Mais pour mieux comprendre ces lieux, retournons en arrière….
Un soir de Novembre, à la nuit presque tombée, en pleine campagne, un voiturier dépose deux femmes avec leurs ballots à la porte d’une maison inhabitée. Une fois entrées et la chandelle allumée, elles ne découvrent que des toiles d’araignées.

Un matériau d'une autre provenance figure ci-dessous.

//! Request-input validation middleware.
//!
//! Routes attach declared [`InputCheck`]s with [`with_checks`]. Before the
//! handler runs, the middleware snapshots headers, the JSON body, the query
//! string and the matched path parameters into [`RequestInputs`] and runs
//! the checks in order. The first failure short-circuits with a 422.

use std::collections::HashMap;
use std::sync::Arc;

use academia_core::validation::{run_checks, InputCheck, InputSource, RequestInputs};
use axum::body::{to_bytes, Body};
use axum::extract::{FromRequestParts, Query, RawPathParams, Request, State};
use axum::http::header::CONTENT_TYPE;
use axum::http::request::Parts;
use axum::middleware::{from_fn_with_state, Next};
use axum::response::Response;
use axum::routing::MethodRouter;

use crate::error::{AppError, AppResult};
use crate::state::AppState;

/// Largest JSON body buffered for validation.
const MAX_JSON_BODY_BYTES: usize = 2 * 1024 * 1024;

/// Run `checks` before every handler of `route`.
pub fn with_checks(
    route: MethodRouter<AppState>,
    checks: Vec<InputCheck>,
) -> MethodRouter<AppState> {
    let checks: Arc<[InputCheck]> = checks.into();
    route.route_layer(from_fn_with_state(checks, validate_request))
}

async fn validate_request(
    State(checks): State<Arc<[InputCheck]>>,
    request: Request,
    next: Next,
) -> AppResult<Response> {
    let (mut parts, body) = request.into_parts();
    let mut inputs = RequestInputs::new();

    for (name, value) in &parts.headers {
        if let Ok(value) = value.to_str() {
            inputs.insert_header(name.as_str(), value);
        }
    }

    if let Ok(Query(query)) = Query::<HashMap<String, String>>::try_from_uri(&parts.uri) {
        for (name, value) in query {
            inputs = inputs.with_query(name, value);
        }
    }

    if let Ok(params) = RawPathParams::from_request_parts(&mut parts, &()).await {
        for (name, value) in &params {
            inputs = inputs.with_path_param(name, value);
        }
    }

    let body = if reads_body(&checks) && is_json(&parts) {
        let bytes = to_bytes(body, MAX_JSON_BODY_BYTES)
            .await
            .map_err(|e| AppError::BadRequest(format!("Failed to read request body: {e}")))?;
        if !bytes.is_empty() {
            let json = serde_json::from_slice(&bytes)
                .map_err(|e| AppError::BadRequest(format!("Malformed JSON body: {e}")))?;
            inputs = inputs.with_body(json);
        }
        Body::from(bytes)
    } else {
        body
    };

    if let Err(err) = run_checks(&checks, &inputs) {
        tracing::debug!(
            method = %parts.method,
            path = %parts.uri.path(),
            field = err.field(),
            error = %err,
            "Request rejected by input checks"
        );
        return Err(err.into());
    }

    Ok(next.run(Request::from_parts(parts, body)).await)
}

/// Misconfigured checks report no source, so they also force a body read;
/// the failure they carry is reported either way.
fn reads_body(checks: &[InputCheck]) -> bool {
    checks
        .iter()
        .any(|check| matches!(check.source(), Some(InputSource::Body) | None))
}

fn is_json(parts: &Parts) -> bool {
    parts
        .headers
        .get(CONTENT_TYPE)
        .and_then(|v| v.to_str().ok())
        .is_some_and(|v| v.starts_with("application/json"))
}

Cette nuit là, elles dorment peu, l’oreille aux aguets pour faire face aux bruits menaçants de la nuit : craquements sinistres des huisseries, hululements sourds de quelques bêtes. Un froid rude et un vent glacial s’engouffrent dans cette maison aux fenêtres sans vitres. On raconte qu’à proximité, des loups affamés sont sortis des bois, et ont attaqué deux vaches à l’étable voisine. Au matin elles découvrent une vigne noueuse et abandonnée et de magnifiques arbres qui barrent l’horizon.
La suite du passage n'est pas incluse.